In those same three years, less than 17% of large-cap funds were able to stay in even the top half of performers. Over five years, the number of consistent winners falls to 2.4% for large-cap funds and only a bit better for small- and mid-cap funds.

Exchange-traded funds (ETFs) dispense with empty promises and aim to match the index itself at the lowest possible cost. While active mutual funds charge 1.27% or more, ETFs charge about 0.2% — a small fraction in comparison.

ETFs and the cost of investment advice

ETFs are close cousins of index funds. They operate in much the same way, buying and holding all of the stocks or bonds one finds in a given index.

Both index funds and ETFs take advantage of changes in securities law meant to encourage broad ownership of the market at minimal cost. Since there’s no active manager at the helm to feed with fees, no complex record-keeping and virtually no marketing costs, they can be afford to be cheap.
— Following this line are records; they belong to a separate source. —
//! Single-shot capture pipeline.
//!
//! A capture is split in two halves. The hardware half runs with the
//! hardware lock held: light on, settle, open the camera, read one frame,
//! release the camera, light off. The processing half (decode, flip,
//! exposure correction, label, encode) runs after the lock is released, so
//! concurrent requests only queue behind each other for the part that
//! actually drives the devices.

use image::{imageops, RgbImage};
use parking_lot::{Mutex, MutexGuard};
use std::thread;
use std::time::{Duration, Instant};

use crate::annotate::{self, LabelStyle};
use crate::convert::decode_frame;
use crate::correct::{self, DEFAULT_CLIP_PERCENT};
use crate::encode::{self, EncodedImage, OutputFormat};
use crate::error::CaptureError;
use crate::light::Light;
use crate::request::CaptureRequest;
use crate::traits::{self, CameraDevice, CameraProvider, CaptureStream, Format, FourCC, Frame};

/// Settle interval after switching the light on.
pub const DEFAULT_SETTLE: Duration = Duration::from_millis(300);

/// Knobs of the pipeline that do not change per request.
#[derive(Debug, Clone, PartialEq)]
pub struct CaptureSettings {
    /// Pixel format requested from the driver.
    pub pixel_format: FourCC,
    /// Number of mmap buffers for the capture stream.
    pub buffer_count: u32,
    /// Frames read and thrown away before the one that is kept.
    pub discard_frames: u32,
    /// Give up on a frame read after this long.
    pub read_timeout: Option<Duration>,
    /// Wait between light on and camera open.
    pub settle: Duration,
    /// Give up waiting for the hardware lock after this long.
    pub lock_timeout: Option<Duration>,
    /// Histogram clip percentage for exposure correction.
    pub clip_percent: f64,
    /// Timestamp label geometry.
    pub label: LabelStyle,
    /// Output container.
    pub output: OutputFormat,
}

impl Default for CaptureSettings {
    fn default() -> Self {
        Self {
            pixel_format: FourCC::YUYV,
            buffer_count: 2,
            discard_frames: 0,
            read_timeout: None,
            settle: DEFAULT_SETTLE,
            lock_timeout: None,
            clip_percent: DEFAULT_CLIP_PERCENT,
            label: LabelStyle::default(),
            output: OutputFormat::default(),
        }
    }
}

/// Everything the hardware lock protects.
struct Hardware<P, L> {
    cameras: P,
    light: Option<L>,
}

/// Outcome of one hardware transaction: the undecoded frame and the mode the
/// driver actually delivered it in.
type RawCapture = (Frame, Format);

impl<P: CameraProvider, L: Light> Hardware<P, L> {
    /// Run light-on .. light-off. The camera is always released and the light
    /// always switched off before this returns, whatever failed.
    fn transaction(
        &mut self,
        request: &CaptureRequest,
        settings: &CaptureSettings,
    ) -> Result<RawCapture, CaptureError> {
        let mut light = if request.use_light {
            self.light.as_mut()
        } else {
            None
        };

        if let Some(light) = light.as_mut() {
            if let Err(err) = light.set(true) {
                if let Err(off_err) = light.set(false) {
                    log::warn!("light off after failed light on: {off_err}");
                }
                return Err(err.into());
            }
            log::debug!("light on, settling for {:?}", settings.settle);
            thread::sleep(settings.settle);
        }

        let captured = read_frame(&self.cameras, request, settings);

        let light_off = light.map_or(Ok(()), |light| light.set(false));

        match (captured, light_off) {
            (Ok(raw), Ok(())) => Ok(raw),
            (Ok(_), Err(err)) => Err(err.into()),
            (Err(err), Ok(())) => Err(err.into()),
            (Err(err), Err(light_err)) => {
                log::error!("light may still be on: {light_err}");
                Err(err.into())
            }
        }
    }
}

/// Open the camera, read one frame, release the camera.
fn read_frame<P: CameraProvider>(
    cameras: &P,
    request: &CaptureRequest,
    settings: &CaptureSettings,
) -> traits::Result<RawCapture> {
    let mut device = cameras.open(request.camera_index)?;
    let caps = device.capabilities();
    log::debug!(
        "opened camera {}: {} (driver {}, bus {})",
        request.camera_index,
        caps.card,
        caps.driver,
        caps.bus_info
    );

    let requested = Format::new(request.width, request.height, settings.pixel_format);
    let format = device.set_format(&requested)?;
    if (format.width, format.height) != (request.width, request.height)
        || format.fourcc != settings.pixel_format
    {
        log::info!(
            "camera {} adjusted {}x{} {} to {}x{} {}",
            request.camera_index,
            request.width,
            request.height,
            settings.pixel_format,
            format.width,
            format.height,
            format.fourcc
        );
    }

    let frame = {
        let mut stream = device.create_stream(settings.buffer_count, settings.read_timeout)?;
        for _ in 0..settings.discard_frames {
            stream.next_frame()?;
        }
        stream.next_frame()?
    };
    drop(device);

    Ok((frame, format))
}

/// Serializes captures from many callers onto one camera and one light.
///
/// The light is optional and fixed at construction: a coordinator built
/// without one rejects requests that ask for it.
pub struct CaptureCoordinator<P, L> {
    hardware: Mutex<Hardware<P, L>>,
    has_light: bool,
    settings: CaptureSettings,
}

impl<P: CameraProvider, L: Light> CaptureCoordinator<P, L> {
    /// Coordinator over `cameras`, with `light` if one is wired up.
    pub fn new(cameras: P, light: Option<L>, settings: CaptureSettings) -> Self {
        Self {
            has_light: light.is_some(),
            hardware: Mutex::new(Hardware { cameras, light }),
            settings,
        }
    }

    /// Pipeline settings.
    pub const fn settings(&self) -> &CaptureSettings {
        &self.settings
    }

    /// Whether a light controller is available.
    pub const fn has_light(&self) -> bool {
        self.has_light
    }

    /// Capture, correct, optionally label, and encode one frame.
    pub fn capture(&self, request: &CaptureRequest) -> Result<EncodedImage, CaptureError> {
        request.validate()?;
        if request.use_light && !self.has_light {
            return Err(CaptureError::InvalidParameters(
                "light requested but no light is configured".to_owned(),
            ));
        }

        let started = Instant::now();
        let (raw, format) = {
            let mut hardware = self.lock()?;
            log::info!(
                "capturing camera {} at {}x{} (light: {})",
                request.camera_index,
                request.width,
                request.height,
                request.use_light
            );
            hardware.transaction(request, &self.settings)?
        };
        let hardware_time = started.elapsed();

        let mut frame: RgbImage = decode_frame(&raw, &format)?;
        if request.flip {
            imageops::rotate180_in_place(&mut frame);
        }
        let frame = correct::correct(frame, self.settings.clip_percent);
        let frame = if request.annotate {
            annotate::annotate(frame, &self.settings.label)
        } else {
            frame
        };
        let encoded = encode::encode(&frame, self.settings.output)?;

        log::info!(
            "captured {}x{} frame #{} ({} bytes, hardware {:?}, total {:?})",
            frame.width(),
            frame.height(),
            raw.metadata.sequence,
            encoded.bytes.len(),
            hardware_time,
            started.elapsed()
        );
        Ok(encoded)
    }

    fn lock(&self) -> Result<MutexGuard<'_, Hardware<P, L>>, CaptureError> {
        match self.settings.lock_timeout {
            Some(timeout) => self.hardware.try_lock_for(timeout).ok_or_else(|| {
                log::warn!("hardware still busy after {timeout:?}");
                CaptureError::HardwareBusy(timeout)
            }),
            None => Ok(self.hardware.lock()),
        }
    }
}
Cheap, but effective. Research by Dalbar found that retail investors lag the market by a wide margin. Over a 20-year period in which the market returned 7.81% a year, investors intent on beating the market instead made just 3.49% a year — a huge gap in performance.

Incredibly, active stock and bond investors lagged the indexes in every time frame over those decades: 12 months, three years, five years, 10 and 20. They simply never got it right.

In the end, you ask to ask: Do I want expensive and risky or cheap but effective? Spend the money on perfume, we say, and keep your retirement investment costs down instead.